Texto publicado em 1907, no anuário carioca Almanaque Garnier. Nele, o autor apresenta Elysio de Carvalho como o divulgador das obras de Nietzsche no Brasil. Em seguida, reage contra a iniciativa de Elysio, acusando a propaganda feita pelo vulgarizador dos símbolos nietzschianos e seus novos valores morais de ser inútil e perniciosa aos jovens.

Palavras-Chave:
Nietzsche; Elysio de Carvalho; super-homem

Abstract:

ext published in 1907, at Rio de Janeiro, in yearbook Almanaque Garnier. In it, the author boasts Elysio de Carvalho as the publisher of the works of Nietzsche in Brazil. Then reacts against the initiative to Elysio, accusing the propaganda made by the popularizer of Nietzschean symbols and their new moral values to be useless and harmful to young people.

Keywords:
Nietzsche; Elysio de Carvalho; superman

Dá-se fatalmente em um daqueles estados d'alma humilde de que fala Nietzsche, sempre que se enfrenta com assunto difícil, como este de darem traços rápidos e poucas palavras o perfil moral de um ser complicado como é Elysio de Carvalho, de uma psicologia digna de estudo acurado, com suas virtudes, seus talentos, seus ódios que o fazem, na sua própria frase, um homem de ideias extremas e conclusões radicais, uma natureza impulsiva e espontânea, um rebelde NATO, que não é um escritor brasileiro e sim um supranacional e pertence ao movimento intelectual europeu.

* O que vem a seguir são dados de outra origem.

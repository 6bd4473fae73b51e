//! Mixed-mode graphics.
//!
//! Three scenes, shown in an endless loop:
//!
//! 1. Text, a 1bpp bitmap, a procedural pattern and a solid color, each in
//!    its own band.
//! 2. A "wipe": a band of scrolling text that grows, shrinks and wanders up
//!    and down the screen between two bands of pattern.
//! 3. Low resolution color: an animated direct-color image, the same image
//!    reflected below it, and a palette-cycled gradient.
//!
//! Each scene's buffers come out of an arena that is reset between scenes.

#![no_std]
#![no_main]

#[cfg(feature = "panic-halt")]
extern crate panic_halt;
#[cfg(feature = "panic-itm")]
extern crate panic_itm;

use core::fmt::Write;

use stm32f4::stm32f407::interrupt;

use font_10x16::FONT;
use softvga::arena::Arena;
use softvga::band::{self, Band};
use softvga::priority::{self, Thread};
use softvga::rast::bitmap_1::Bitmap1;
use softvga::rast::direct::Direct;
use softvga::rast::mirror::Mirror;
use softvga::rast::palette_8::Palette8;
use softvga::rast::solid_color::SolidColor;
use softvga::rast::text_10x16::{AChar, Text10x16, GLYPH_ROWS};
use softvga::rast::xor_pattern::XorPattern;
use softvga_demos::color;
use softvga_demos::scene::{run_scenes, Builder, Scene};
use softvga_demos::terminal::Terminal;

const WIDTH: usize = 800;
const LINES: usize = 600;

const ARENA_SIZE: usize = 60 * 1024;

const SCENES: [Builder; 3] = [mixed, wipe, lores];

#[cortex_m_rt::entry]
fn main() -> ! {
    softvga_demos::logger::init(log::LevelFilter::Info);

    #[link_section = ".local_ram"]
    static mut ARENA_MEM: [u8; ARENA_SIZE] = [0; ARENA_SIZE];
    // Safety: because of scoping this is clearly the only mutable reference
    // we generate to this static.
    let mut arena = Arena::new(unsafe { &mut ARENA_MEM });

    let thread = priority::Thread::new_checked()
        .expect("main must run in thread mode");

    let mut vga = softvga::take_hardware()
        .configure_timing(&softvga::timing::SVGA_800_600);

    loop {
        run_scenes(&mut vga, &mut arena, &SCENES, thread);
    }
}

/// Returns a triangle wave of period `period` frames, ranging from 0 to
/// `amplitude`.
fn triangle(t: usize, period: usize, amplitude: usize) -> usize {
    let half = period / 2;
    let phase = t % period;
    if phase < half {
        phase * amplitude / half
    } else {
        (period - phase) * amplitude / half
    }
}

/// Finds the point `d` pixels clockwise from the top left, around the edge
/// of a `w` by `h` rectangle.
fn perimeter_point(d: usize, w: usize, h: usize) -> (usize, usize) {
    let (w, h) = (w - 1, h - 1);
    let d = d % (2 * (w + h));
    if d < w {
        (d, 0)
    } else if d < w + h {
        (w, d - w)
    } else if d < 2 * w + h {
        (w - (d - w - h), h)
    } else {
        (0, h - (d - 2 * w - h))
    }
}

////////////////////////////////////////////////////////////////////////////////
// Scene 1: one of everything.

const TEXT_COLS: usize = 80;
const TEXT_ROWS: usize = 4;
const PLOT_LINES: usize = 256;
const PLOT_WORDS: usize = WIDTH / 32 * PLOT_LINES;
const FOOTER_LINES: usize = 16;

struct Mixed<'a, C, W> {
    head: Option<&'a Band<'a>>,
    text: &'a Text10x16<'static, C>,
    plot: &'a Bitmap1<W>,
    pattern: &'a XorPattern,
}

impl<'a, C, W> Scene<'a> for Mixed<'a, C, W>
where
    C: AsRef<[AChar]> + AsMut<[AChar]>,
    W: AsRef<[u32]> + AsMut<[u32]>,
{
    fn bands(&self) -> Option<&'a Band<'a>> {
        self.head
    }

    fn render_frame(&self, frame: usize, _: Thread) -> bool {
        self.pattern.advance_frame();

        let mut term = Terminal::new(self.text);
        term.cursor_to(3, 0);
        let _ = write!(term, "frame {:>5}", frame);

        {
            let mut g = self.plot.make_bg_graphics();
            g.clear_all();
            let (x, y) = perimeter_point(frame * 8, WIDTH, PLOT_LINES);
            g.draw_line(WIDTH / 2, PLOT_LINES / 2, x, y);
            let (x, y) = perimeter_point(frame * 8 + 1000, WIDTH, PLOT_LINES);
            g.draw_line(WIDTH / 2, PLOT_LINES / 2, x, y);
            g.draw_line(0, 0, WIDTH - 1, 0);
            g.draw_line(0, PLOT_LINES - 1, WIDTH - 1, PLOT_LINES - 1);
        }
        self.plot.flip();

        frame < 600
    }
}

fn mixed(arena: &Arena<'_>, run: &mut dyn FnMut(&dyn Scene<'_>)) {
    let text = Text10x16::new(
        FONT.as_glyph_slices(),
        arena.alloc_slice_default::<AChar>(TEXT_COLS * TEXT_ROWS),
        TEXT_COLS,
        TEXT_ROWS,
    );
    let plot = Bitmap1::new(
        arena.alloc_slice_default::<u32>(PLOT_WORDS),
        arena.alloc_slice_default::<u32>(PLOT_WORDS),
        WIDTH,
        PLOT_LINES,
    );
    plot.set_fg_color(color::GREEN);
    plot.set_bg_color(color::BLACK);
    let pattern = XorPattern::new(WIDTH);
    let footer = SolidColor::new(color::BLUE, WIDTH);

    {
        let mut term = Terminal::new(&text);
        term.type_char(color::WHITE, color::BLACK, 0x0C);
        term.text_centered(0, color::WHITE, color::DK_GRAY, b"Mixed Mode");
        term.cursor_to(1, 0);
        term.rainbow_type(b"Four bands: text, 1bpp bitmap, 8bpp pattern, solid.");
    }

    let text_lines = TEXT_ROWS * GLYPH_ROWS;
    let bands = [
        Band::new(&text, text_lines),
        Band::new(&plot, PLOT_LINES),
        Band::new(&pattern, LINES - text_lines - PLOT_LINES - FOOTER_LINES),
        Band::new(&footer, FOOTER_LINES),
    ];

    run(&Mixed {
        head: band::link_slice(&bands),
        text: &text,
        plot: &plot,
        pattern: &pattern,
    })
}

////////////////////////////////////////////////////////////////////////////////
// Scene 2: wipe.

const MAX_BAND_HEIGHT: usize = 3 * GLYPH_ROWS;
const WIPE_COLS: usize = TEXT_COLS + 1;

static MESSAGE: &[u8] =
    b"Mixed-mode graphics  -  any number of bands  -  each with its own \
      depth and resolution  -  ";

struct Wipe<'a, C> {
    bands: &'a [Band<'a>],
    border: &'a XorPattern,
    text: &'a Text10x16<'static, C>,
}

impl<'a, C> Scene<'a> for Wipe<'a, C>
where
    C: AsRef<[AChar]> + AsMut<[AChar]>,
{
    fn bands(&self) -> Option<&'a Band<'a>> {
        self.bands.first()
    }

    fn render_frame(&self, frame: usize, _: Thread) -> bool {
        let height = 2 * triangle(frame, 100, MAX_BAND_HEIGHT / 2);
        let split = LINES / 4 + triangle(frame, 254, LINES / 2);

        self.bands[0].set_line_count(split - height / 2);
        self.bands[1].set_line_count(height);
        self.bands[2].set_line_count(LINES - split - height / 2);

        // Keep the middle of the text in the middle of the band.
        self.text.set_scroll(MAX_BAND_HEIGHT / 2 - height / 2);

        // Smooth scroll within a character cell with x_adj, and whole
        // characters by retyping the row.
        let scroll = frame * 2;
        self.text.set_x_adj(-((scroll % 10) as isize));
        let x = scroll / 10;
        let mut term = Terminal::new(self.text);
        term.cursor_to(1, 0);
        for i in 0..WIPE_COLS {
            let c = MESSAGE[(x + i) % MESSAGE.len()];
            term.type_raw(color::WHITE, color::BLACK, c);
        }

        self.border.advance_frame();
        frame < 1200
    }
}

fn wipe(arena: &Arena<'_>, run: &mut dyn FnMut(&dyn Scene<'_>)) {
    let border = XorPattern::new(WIDTH);
    let text = Text10x16::new(
        FONT.as_glyph_slices(),
        arena.alloc_slice_default::<AChar>(WIPE_COLS * 3),
        WIPE_COLS,
        3,
    )
    .with_hide_right();
    Terminal::new(&text).type_char(color::WHITE, color::BLACK, 0x0C);

    let bands = [
        Band::new(&border, LINES / 2),
        Band::new(&text, 0),
        Band::new(&border, LINES / 2),
    ];
    band::link_slice(&bands);

    run(&Wipe {
        bands: &bands,
        border: &border,
        text: &text,
    })
}

////////////////////////////////////////////////////////////////////////////////
// Scene 3: low resolution color.

const TITLE_ROWS: usize = 2;
const LORES_WIDTH: usize = 160;
const LORES_SCALE_X: usize = WIDTH / LORES_WIDTH;
const DIRECT_ROWS: usize = 48;
const DIRECT_SCALE_Y: usize = 3;
const DIRECT_LINES: usize = DIRECT_ROWS * DIRECT_SCALE_Y;
const PALETTE_SCALE_Y: usize = 5;
const PALETTE_LINES: usize =
    LINES - TITLE_ROWS * GLYPH_ROWS - 2 * DIRECT_LINES;
const PALETTE_ROWS: usize = PALETTE_LINES / PALETTE_SCALE_Y;

struct Lores<'a, D, P> {
    head: Option<&'a Band<'a>>,
    direct: &'a Direct<D>,
    palette: &'a Palette8<P>,
}

impl<'a, D, P> Scene<'a> for Lores<'a, D, P>
where
    D: AsRef<[u32]> + AsMut<[u32]>,
    P: AsRef<[u8]> + AsMut<[u8]>,
{
    fn bands(&self) -> Option<&'a Band<'a>> {
        self.head
    }

    fn render_frame(&self, frame: usize, _: Thread) -> bool {
        // Rotate the gradient's colors.
        for i in 0..=255u8 {
            let c = (usize::from(i) + frame) % 64;
            self.palette.set_color(i, c as u8);
        }

        {
            let mut px = self.direct.get_bg_pixels();
            for (y, row) in px.chunks_exact_mut(LORES_WIDTH).enumerate() {
                for (x, p) in row.iter_mut().enumerate() {
                    *p = ((x + frame) ^ (y * 2)) as u8 & 0x3F;
                }
            }
        }
        self.direct.flip();

        frame < 900
    }
}

fn lores(arena: &Arena<'_>, run: &mut dyn FnMut(&dyn Scene<'_>)) {
    let text = Text10x16::new(
        FONT.as_glyph_slices(),
        arena.alloc_slice_default::<AChar>(TEXT_COLS * TITLE_ROWS),
        TEXT_COLS,
        TITLE_ROWS,
    );
    {
        let mut term = Terminal::new(&text);
        term.type_char(color::WHITE, color::BLACK, 0x0C);
        term.text_centered(0, color::WHITE, color::DK_GRAY, b"Color");
        term.text_at(
            1,
            0,
            color::LT_GRAY,
            color::BLACK,
            b"Direct color, mirrored, and an 8-bit palette.",
        );
    }

    let words = LORES_WIDTH / 4 * DIRECT_ROWS;
    let direct = Direct::new(
        arena.alloc_slice_default::<u32>(words),
        arena.alloc_slice_default::<u32>(words),
        LORES_WIDTH,
        DIRECT_ROWS,
        LORES_SCALE_X,
        DIRECT_SCALE_Y,
    );
    let reflection = Mirror::new(&direct, DIRECT_LINES).with_horizontal();

    let palette = Palette8::new(
        arena.alloc_slice_default::<u8>(LORES_WIDTH * PALETTE_ROWS),
        arena.alloc_slice_default::<u8>(LORES_WIDTH * PALETTE_ROWS),
        LORES_WIDTH,
        PALETTE_ROWS,
        LORES_SCALE_X,
        PALETTE_SCALE_Y,
    );
    {
        let mut px = palette.get_bg_buffer();
        for (y, row) in px.chunks_exact_mut(LORES_WIDTH).enumerate() {
            for (x, p) in row.iter_mut().enumerate() {
                *p = (x + y) as u8;
            }
        }
    }
    // The gradient never changes, so both buffers get the same picture.
    palette.copy_bg_to_fg();

    let bands = [
        Band::new(&text, TITLE_ROWS * GLYPH_ROWS),
        Band::new(&direct, DIRECT_LINES),
        Band::new(&reflection, DIRECT_LINES),
        Band::new(&palette, PALETTE_LINES),
    ];

    run(&Lores {
        head: band::link_slice(&bands),
        direct: &direct,
        palette: &palette,
    })
}

/// Wires up the PendSV handler expected by the driver.
#[cortex_m_rt::exception]
#[link_section = ".ramcode"]
fn PendSV() {
    softvga::pendsv_raster_isr()
}

/// Wires up the TIM3 handler expected by the driver.
#[interrupt]
#[link_section = ".ramcode"]
fn TIM3() {
    softvga::tim3_shock_isr()
}

/// Wires up the TIM4 handler expected by the driver.
#[interrupt]
#[link_section = ".ramcode"]
fn TIM4() {
    softvga::tim4_horiz_isr()
}
//! Interrupt handler for "background" (i.e. lower priority than the timing
//! interrupts) rasterization.

use stm32f4::stm32f407 as device;

use crate::dispatch::LineOutcome;
use crate::priority;
use crate::rast::{RasterCtx, TargetBuffer, TARGET_BUFFER_SIZE};
use crate::timing::MIN_CYCLES_PER_PIXEL;
use crate::util::copy_words::copy_words;
use crate::util::measurement::{self, Signal};
use crate::util::spin_lock::SpinLock;

use super::super::{acquire_hw, NextTransfer, HPSHARE, PIPELINE, TIMING};

/// State used by the raster maintenance (PendSV) ISR.
struct RasterState {
    /// A line has been written to the working buffer since the last scan
    /// buffer update, so it needs copying.
    update_scan_buffer: bool,
    /// Shape of the working buffer contents.
    raster_ctx: RasterCtx,
}

static RASTER_STATE: SpinLock<RasterState> = SpinLock::new(RasterState {
    update_scan_buffer: false,
    raster_ctx: RasterCtx {
        cycles_per_pixel: MIN_CYCLES_PER_PIXEL,
        repeat_lines: 0,
        target_range: 0..0,
    },
});

/// Rasterization working buffer in closely-coupled RAM. During rasterization
/// the CPU can scribble into this freely without interfering with any ongoing
/// DMA transfer.
///
/// `.local_ram` is zeroed at startup rather than loaded, which matches this
/// initializer.
#[link_section = ".local_ram"]
static WORKING_BUFFER: SpinLock<TargetBuffer> =
    SpinLock::new(TargetBuffer::new());

const SCANOUT_WORDS: usize = TARGET_BUFFER_SIZE / 4 + 1;

/// Scanout buffer in the smaller AHB-attached SRAM, the source for scanout
/// DMA. Written only by PendSV during hblank, read asynchronously by DMA
/// during active video. Has room for a trailing word of black after the
/// largest line.
#[link_section = ".scanout_ram"]
static mut SCANOUT_BUFFER: [u32; SCANOUT_WORDS] = [0; SCANOUT_WORDS];

/// High byte of GPIOE's output data register, where pixels go.
const GPIOE_ODR_HIGH: u32 = 0x4002_1015;

/// Cycles by which TIM1 is preloaded short of its first DMA request.
const DRQ_SHIFT_CYCLES: u16 = 2;

/// DMA stream configuration register bits.
mod cr {
    pub const EN: u32 = 1 << 0;
    pub const DIR_M2P: u32 = 0b01 << 6;
    pub const DIR_M2M: u32 = 0b10 << 6;
    pub const PINC: u32 = 1 << 9;
    pub const MINC: u32 = 1 << 10;
    pub const PSIZE_SHIFT: u32 = 11;
    pub const MSIZE_SHIFT: u32 = 13;
    pub const PL_VERY_HIGH: u32 = 0b11 << 16;
    pub const CHSEL_6: u32 = 6 << 25;

    // Burst modes stay zero, i.e. single transfers.
    pub const COMMON: u32 = EN | PL_VERY_HIGH | CHSEL_6;
}

/// DMA transfer unit, as encoded in PSIZE/MSIZE.
#[derive(Copy, Clone, Debug)]
enum Unit {
    Byte = 0b00,
    HalfWord = 0b01,
    Word = 0b10,
}

impl Unit {
    /// Largest unit that evenly divides both `offset` and `length`.
    fn for_span(offset: usize, length: usize) -> Self {
        match (offset | length) & 3 {
            0 => Unit::Word,
            2 => Unit::HalfWord,
            _ => Unit::Byte,
        }
    }

    fn bytes(self) -> usize {
        1 << self as usize
    }
}

/// Raster maintenance ISR: call this from `PendSV`.
///
/// ```ignore
/// #[cortex_m_rt::exception]
/// fn PendSV() {
///     softvga::pendsv_raster_isr()
/// }
/// ```
pub fn maintain_raster_isr() {
    let mut state = RASTER_STATE.try_lock().expect("pendsv state");
    let mut working = WORKING_BUFFER.try_lock().expect("pendsv buffer");

    // Hold the TIMING lock for as short as possible.
    let timing = *acquire_hw(&TIMING);

    // First, prepare for scanout from SAV on this line. This frees the working
    // buffer for reuse and applies the shape chosen by the *last* rasterizer
    // run to the scanout machinery. It touches the scanout buffer and the DMA
    // controller, so it cannot overlap scanout: it happens first, in hblank.
    if PIPELINE.vert_state().is_displayed_state() {
        {
            let _span = measurement::span(Signal::Scanout);
            let mut share = acquire_hw(&HPSHARE);
            let (dma_cr_bits, use_timer) = prepare_for_scanout(
                &share.hw.dma2,
                &share.hw.tim1,
                &state.raster_ctx,
            );
            // We are now racing hstate SAV for this lock.
            share.xfer = NextTransfer {
                dma_cr_bits,
                use_timer,
            };
        }
        if state.update_scan_buffer {
            update_scan_buffer(state.raster_ctx.target_range.end, &working);
            state.update_scan_buffer = false;
        }
    }

    // Second, rasterize the *next* line, if there is one. This can take a
    // while and may overlap scanout, so results go where the next PendSV will
    // find them.
    let state = &mut *state;
    // Safety: we are PendSV, which runs at I0.
    let p = unsafe { priority::I0::new() };
    let outcome = PIPELINE.rasterize_next_line(
        &timing,
        &mut working,
        &mut state.raster_ctx,
        p,
    );
    match outcome {
        LineOutcome::Rasterized | LineOutcome::Blank => {
            state.update_scan_buffer = true
        }
        // A repeated line is already in the scan buffer.
        LineOutcome::Repeated | LineOutcome::Idle => (),
    }
}

/// Copies the first `len_bytes` of `working` into the scanout buffer,
/// followed by a word of black so the outputs return to black for hblank.
fn update_scan_buffer(len_bytes: usize, working: &TargetBuffer) {
    let count = (len_bytes + 3) / 4;

    // Safety: only PendSV writes the scanout buffer, and only outside of
    // scanout.
    let scan = unsafe { &mut SCANOUT_BUFFER };

    copy_words(&working.as_words()[..count], &mut scan[..count]);
    // Bytes past the end of the line in its last word may be stale, and DMA
    // may read them.
    let tail = len_bytes % 4;
    if tail != 0 {
        scan[count - 1] &= (1 << (tail * 8)) - 1;
    }
    scan[count] = 0;
}

/// Sets up the scanout configuration, well in advance of the start of
/// scanout.
///
/// Returns what is needed to trigger scanout the rest of the way: a value for
/// the stream CR, and whether the scanout uses a timer-generated DRQ (`true`)
/// or runs at full speed (`false`).
#[must_use = "scanout parameters are returned, not set globally"]
fn prepare_for_scanout(
    dma: &device::DMA2,
    drq_timer: &device::TIM1,
    ctx: &RasterCtx,
) -> (u32, bool) {
    use crate::util::stm32::AllWriteExt;

    // Shut off the stream for reconfiguration.
    dma.s5cr.modify(|_, w| w.en().clear_bit());

    let start = ctx.target_range.start;
    let length = ctx.target_range.end - start;
    // Safety: the buffer is static; DMA only ever reads it.
    let source = unsafe { SCANOUT_BUFFER.as_ptr() as u32 } + start as u32;

    // Every transfer is followed by black: one extra unit from the buffer's
    // terminating word. Both sides must move the same number of bytes.
    let unit = Unit::for_span(start, length);

    if ctx.cycles_per_pixel > MIN_CYCLES_PER_PIXEL {
        // Reduced horizontal resolution: TIM1 requests one byte per pixel.
        let reload = (ctx.cycles_per_pixel - 1) as u16;
        drq_timer.arr.write(|w| w.arr().bits_ext(reload));
        // Force an update to reset the timer state. This clears CNT, so the
        // preload comes after.
        drq_timer.egr.write(|w| w.ug().set_bit());
        drq_timer
            .cnt
            .write(|w| w.cnt().bits_ext(reload - DRQ_SHIFT_CYCLES));
        drq_timer.sr.reset();

        #[allow(unused_unsafe)]
        {
            dma.s5par.write(|w| unsafe { w.bits(GPIOE_ODR_HIGH) });
            dma.s5m0ar.write(|w| unsafe { w.bits(source) });
        }
        // NDTR counts peripheral-side units, which are bytes here.
        dma.s5ndtr
            .write(|w| w.ndt().bits((length + unit.bytes()) as u16));

        let bits = cr::COMMON
            | cr::DIR_M2P
            | cr::MINC
            | (unit as u32) << cr::MSIZE_SHIFT
            | (Unit::Byte as u32) << cr::PSIZE_SHIFT;
        (bits, true)
    } else {
        // Full speed. The controller only does memory-to-memory with the
        // "peripheral" as source, so the buffer plays peripheral here.
        #[allow(unused_unsafe)]
        {
            dma.s5par.write(|w| unsafe { w.bits(source) });
            dma.s5m0ar.write(|w| unsafe { w.bits(GPIOE_ODR_HIGH) });
        }
        dma.s5ndtr.write(|w| {
            w.ndt().bits((length / unit.bytes() + 1) as u16)
        });

        let bits = cr::COMMON
            | cr::DIR_M2M
            | cr::PINC
            | (unit as u32) << cr::PSIZE_SHIFT
            | (Unit::Byte as u32) << cr::MSIZE_SHIFT;
        (bits, false)
    }
}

Ora, em se tratando de um ser à parte, inconfundível, único, superhomem, supranacional, não me podia furtar à obsessão de começar falando de Nietzsche, de me lembrar de Stirner e de me deixar levar na corrente de ideias que tanto preocupam Elysio, mais como coisas exóticas, como novidades literárias do que como condições filosóficas, pois que ele lê mais para satisfazer a vaidade de homem lido do que para encontrar alimento necessário para o cérebro.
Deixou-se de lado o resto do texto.